Friday, September 3, 2021

When Liberalism Becomes Illiberal

Two days ago I essayed to discuss Anne Applebaum’s Atlantic essay about the rising tide of radical leftism. The idiot theories of the radical left-- now called, for reasons that escape me, progressive-- have invaded social media and the educational establishment. Leftists have taken to indoctrinate children and just about everyone else in the theoretical blather that constitutes this warmed-over Marxism.

Now, The Economist has weighed in on the subject. Being a superbly serious magazine, it offers a superbly serious discussion of the topic. We note, however, that it commits the same absurd error that Applebaum commits, blaming the rise of academic and media illiberalism on Donald Trump. They should have paid more attention to some remarks by John McWhorter, to the effect that the radical right does not control either the media or the educational establishment or the legal profession or the bureaucracy.
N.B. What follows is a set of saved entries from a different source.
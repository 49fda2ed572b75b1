//! # Dashboard Form State Machine
//!
//! Every dashboard (sales, flours, bakeries, clients) has one add/edit
//! dialog. This module is that dialog's lifecycle, with no I/O: the caller
//! validates through a closure and reports the store's outcome back.
//!
//! ## State Diagram
//! ```text
//! ┌─────────────────────────────────────────────────────────────────────────┐
//! │                                                                         │
//! │              open_add(defaults)            open_edit(id, values)        │
//! │   ┌─────────┐ ─────────────► ┌──────────┐                               │
//! │   │ Viewing │                │  Adding  │◄──┐                           │
//! │   │         │ ◄───cancel──── │ {draft}  │   │ invalid / store failed    │
//! │   └────▲────┘                └────┬─────┘   │                           │
//! │        │      ─────────────► ┌──────────┐   │                           │
//! │        │                     │ Editing  │◄──┤                           │
//! │        │      ◄───cancel──── │{id,draft}│   │                           │
//! │        │                     └────┬─────┘   │                           │
//! │        │                          │ begin_submit (valid)                │
//! │        │                     ┌────▼──────┐  │                           │
//! │        └─── finish_submit ───│Submitting │──┘ finish_submit(Err)        │
//! │                 (Ok)         │{mode,draft}│                             │
//! │                              └───────────┘                              │
//! │                                                                         │
//! │  begin_submit while Submitting  →  DashboardError::SubmitInFlight       │
//! └─────────────────────────────────────────────────────────────────────────┘
//! ```
//!
//! ## Example
//! ```rust
//! use moinho_core::dashboard::FormSession;
//! use moinho_core::forms::FlourForm;
//!
//! let mut session = FormSession::new();
//! session.open_add(FlourForm::default()).unwrap();
//!
//! let values = FlourForm { name: "Integral".to_string() };
//! let submission = session.begin_submit(values, |f| f.validate()).unwrap();
//! assert_eq!(submission.value.name, "Integral");
//! assert!(session.is_submitting());
//!
//! session.finish_submit(Ok(())).unwrap();
//! assert!(session.is_viewing());
//! ```

use serde::{Deserialize, Serialize};

use crate::error::{DashboardError, FormErrors};

/// Whether the dialog creates a new record or edits an existing one.
#[derive(Debug, Clone, PartialEq, Eq, Serialize, Deserialize)]
#[serde(tag = "mode", rename_all = "camelCase")]
pub enum FormMode {
    Add,
    Edit { id: String },
}

/// Why the dialog is still open after a submit.
#[derive(Debug, Clone, PartialEq)]
pub enum Feedback {
    Invalid(FormErrors),
    StoreFailed(String),
}

/// Dialog state, holding the draft values of type `V`.
#[derive(Debug, Clone, PartialEq)]
pub enum FormState<V> {
    Viewing,
    Adding {
        draft: V,
        feedback: Option<Feedback>,
    },
    Editing {
        id: String,
        draft: V,
        feedback: Option<Feedback>,
    },
    Submitting {
        mode: FormMode,
        draft: V,
    },
}

impl<V> FormState<V> {
    fn name(&self) -> &'static str {
        match self {
            FormState::Viewing => "viewing",
            FormState::Adding { .. } => "adding",
            FormState::Editing { .. } => "editing",
            FormState::Submitting { .. } => "submitting",
        }
    }
}

/// Validated values handed out by [`FormSession::begin_submit`].
#[derive(Debug, Clone, PartialEq)]
pub struct Submission<T> {
    pub mode: FormMode,
    pub value: T,
}

/// One dialog's lifecycle.
#[derive(Debug, Clone)]
pub struct FormSession<V> {
    state: FormState<V>,
}

impl<V> Default for FormSession<V> {
    fn default() -> Self {
        FormSession {
            state: FormState::Viewing,
        }
    }
}

impl<V> FormSession<V> {
    pub fn new() -> Self {
        Self::default()
    }

    pub fn state(&self) -> &FormState<V> {
        &self.state
    }

    pub fn is_viewing(&self) -> bool {
        matches!(self.state, FormState::Viewing)
    }

    pub fn is_submitting(&self) -> bool {
        matches!(self.state, FormState::Submitting { .. })
    }

    /// Add or edit, while the dialog is open or submitting.
    pub fn mode(&self) -> Option<FormMode> {
        match &self.state {
            FormState::Viewing => None,
            FormState::Adding { .. } => Some(FormMode::Add),
            FormState::Editing { id, .. } => Some(FormMode::Edit { id: id.clone() }),
            FormState::Submitting { mode, .. } => Some(mode.clone()),
        }
    }

    /// Current draft values, if the dialog is open.
    pub fn draft(&self) -> Option<&V> {
        match &self.state {
            FormState::Viewing => None,
            FormState::Adding { draft, .. }
            | FormState::Editing { draft, .. }
            | FormState::Submitting { draft, .. } => Some(draft),
        }
    }

    /// Feedback from the last failed submit, if any.
    pub fn feedback(&self) -> Option<&Feedback> {
        match &self.state {
            FormState::Adding { feedback, .. } | FormState::Editing { feedback, .. } => {
                feedback.as_ref()
            }
            _ => None,
        }
    }

    fn reject(&self, action: &str) -> DashboardError {
        if self.is_submitting() {
            return DashboardError::SubmitInFlight;
        }
        DashboardError::InvalidTransition {
            action: action.to_string(),
            state: self.state.name().to_string(),
        }
    }

    /// Opens the dialog empty (or with defaults) to create a record.
    pub fn open_add(&mut self, defaults: V) -> Result<(), DashboardError> {
        if !self.is_viewing() {
            return Err(self.reject("open add"));
        }
        self.state = FormState::Adding {
            draft: defaults,
            feedback: None,
        };
        Ok(())
    }

    /// Opens the dialog pre-filled with a stored record.
    pub fn open_edit(&mut self, id: impl Into<String>, values: V) -> Result<(), DashboardError> {
        if !self.is_viewing() {
            return Err(self.reject("open edit"));
        }
        self.state = FormState::Editing {
            id: id.into(),
            draft: values,
            feedback: None,
        };
        Ok(())
    }

    /// Discards the draft and closes the dialog.
    pub fn cancel(&mut self) -> Result<(), DashboardError> {
        if self.is_submitting() {
            return Err(DashboardError::SubmitInFlight);
        }
        self.state = FormState::Viewing;
        Ok(())
    }

    /// Validates `values` and, when they pass, moves to `Submitting`.
    ///
    /// On validation failure the dialog stays open with the new values and
    /// the errors. Only one submit can be in flight per session.
    pub fn begin_submit<T, F>(&mut self, values: V, validate: F) -> Result<Submission<T>, DashboardError>
    where
        F: FnOnce(&V) -> Result<T, FormErrors>,
    {
        let mode = match &self.state {
            FormState::Adding { .. } => FormMode::Add,
            FormState::Editing { id, .. } => FormMode::Edit { id: id.clone() },
            FormState::Submitting { .. } => return Err(DashboardError::SubmitInFlight),
            FormState::Viewing => return Err(self.reject("submit")),
        };

        match validate(&values) {
            Ok(value) => {
                self.state = FormState::Submitting {
                    mode: mode.clone(),
                    draft: values,
                };
                Ok(Submission { mode, value })
            }
            Err(errors) => {
                self.state = reopen(mode, values, Feedback::Invalid(errors.clone()));
                Err(DashboardError::Invalid(errors))
            }
        }
    }

    /// Reports the store's outcome for the submit in flight.
    ///
    /// Success closes the dialog. Failure reopens it in the same mode with
    /// the draft intact and the error message.
    pub fn finish_submit(&mut self, outcome: Result<(), String>) -> Result<(), DashboardError> {
        if !self.is_submitting() {
            return Err(DashboardError::InvalidTransition {
                action: "finish submit".to_string(),
                state: self.state.name().to_string(),
            });
        }

        let previous = std::mem::replace(&mut self.state, FormState::Viewing);
        if let (FormState::Submitting { mode, draft }, Err(message)) = (previous, outcome) {
            self.state = reopen(mode, draft, Feedback::StoreFailed(message));
        }
        Ok(())
    }
}

fn reopen<V>(mode: FormMode, draft: V, feedback: Feedback) -> FormState<V> {
    match mode {
        FormMode::Add => FormState::Adding {
            draft,
            feedback: Some(feedback),
        },
        FormMode::Edit { id } => FormState::Editing {
            id,
            draft,
            feedback: Some(feedback),
        },
    }
}

// =============================================================================
// Unit Tests
// =============================================================================

#[cfg(test)]
mod tests {
    use super::*;
    use crate::forms::{FlourDraft, FlourForm, SaleForm};
    use chrono::NaiveDate;
    use serde_json::json;

    fn flour(name: &str) -> FlourForm {
        FlourForm {
            name: name.to_string(),
        }
    }

    fn validate(f: &FlourForm) -> Result<FlourDraft, FormErrors> {
        f.validate()
    }

    #[test]
    fn test_add_flow() {
        let mut session = FormSession::new();
        assert!(session.is_viewing());
        assert_eq!(session.mode(), None);

        session.open_add(flour("")).unwrap();
        assert_eq!(session.mode(), Some(FormMode::Add));

        let submission = session.begin_submit(flour("Especial"), validate).unwrap();
        assert_eq!(submission.mode, FormMode::Add);
        assert_eq!(submission.value.name, "Especial");
        assert!(session.is_submitting());

        session.finish_submit(Ok(())).unwrap();
        assert!(session.is_viewing());
    }

    #[test]
    fn test_open_only_from_viewing() {
        let mut session = FormSession::new();
        session.open_add(flour("")).unwrap();

        let err = session.open_edit("f-1", flour("Integral")).unwrap_err();
        assert!(matches!(err, DashboardError::InvalidTransition { .. }));
    }

    #[test]
    fn test_invalid_submit_keeps_dialog_open() {
        let mut session = FormSession::new();
        session.open_edit("f-1", flour("Integral")).unwrap();

        let err = session.begin_submit(flour("ab"), validate).unwrap_err();
        assert!(matches!(err, DashboardError::Invalid(_)));

        match session.state() {
            FormState::Editing { id, draft, feedback } => {
                assert_eq!(id, "f-1");
                assert_eq!(draft.name, "ab");
                assert!(matches!(feedback, Some(Feedback::Invalid(_))));
            }
            other => panic!("expected editing, got {other:?}"),
        }
    }

    #[test]
    fn test_second_submit_rejected_while_in_flight() {
        let mut session = FormSession::new();
        let today = NaiveDate::from_ymd_opt(2024, 5, 2).unwrap();
        session.open_add(SaleForm::blank(today)).unwrap();

        let values: SaleForm = serde_json::from_value(json!({
            "bakeryId": "b-1",
            "date": "2024-05-02",
            "items": [{ "flourName": "Especial", "quantity": 1, "unitPrice": 10 }]
        }))
        .unwrap();

        let mut writes = 0;
        let first = session.begin_submit(values.clone(), |f| f.validate());
        if first.is_ok() {
            writes += 1;
        }
        let second = session.begin_submit(values, |f| f.validate());
        assert_eq!(second.unwrap_err(), DashboardError::SubmitInFlight);
        assert_eq!(session.cancel(), Err(DashboardError::SubmitInFlight));

        session.finish_submit(Ok(())).unwrap();
        assert_eq!(writes, 1);
        assert!(session.is_viewing());
    }

    #[test]
    fn test_store_failure_reopens_with_draft() {
        let mut session = FormSession::new();
        session.open_edit("f-9", flour("Integral")).unwrap();
        session.begin_submit(flour("Integral Fina"), validate).unwrap();

        session.finish_submit(Err("database unavailable".to_string())).unwrap();
        assert_eq!(session.mode(), Some(FormMode::Edit { id: "f-9".to_string() }));
        assert_eq!(session.draft().map(|d| d.name.as_str()), Some("Integral Fina"));
        assert_eq!(
            session.feedback(),
            Some(&Feedback::StoreFailed("database unavailable".to_string()))
        );

        // Can retry after a failure
        assert!(session.begin_submit(flour("Integral Fina"), validate).is_ok());
    }

    #[test]
    fn test_cancel_and_finish_outside_submit() {
        let mut session: FormSession<FlourForm> = FormSession::new();
        assert!(session.finish_submit(Ok(())).is_err());
        assert!(session.begin_submit(flour("Especial"), validate).is_err());

        session.open_add(flour("x")).unwrap();
        session.cancel().unwrap();
        assert!(session.is_viewing());
        assert!(session.draft().is_none());
    }
}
Blaming it on Trump makes you look unfair and unbalanced.


One notes also, with some chagrin, that these champions of liberalism seem to believe that liberalism, which used to be the province of the Democratic Party, is the only alternative to illiberalism. Whatever happened to conservative thinking in this intellectual morass? Liberalism promotes freedom, whether in free markets or in free expression. And yet, conservatives also champion freedom, only they distinguish free markets from a free for all. They believe that people should be free to play by the rules but not free to break the rules.


Failing to distinguish between these two freedoms turns the debate into an intellectual hash. Worse yet, conservatism promotes values that would make society cohere, while radical liberalism promotes a form of individuality that causes society to fragment. 


Anyway, the Economist presents its own definition of liberalism and its triumph in the West. 


SOMETHING HAS gone very wrong with Western liberalism. At its heart classical liberalism believes human progress is brought about by debate and reform. The best way to navigate disruptive change in a divided world is through a universal commitment to individual dignity, open markets and limited government. Yet a resurgent China sneers at liberalism for being selfish, decadent and unstable. At home, populists on the right and left rage at liberalism for its supposed elitism and privilege.


Today’s liberalism does not accept anything resembling human behavioral norms. It does not respect custom or norms or standards. In that way, it is more radical than liberal, but it is surely not conservative.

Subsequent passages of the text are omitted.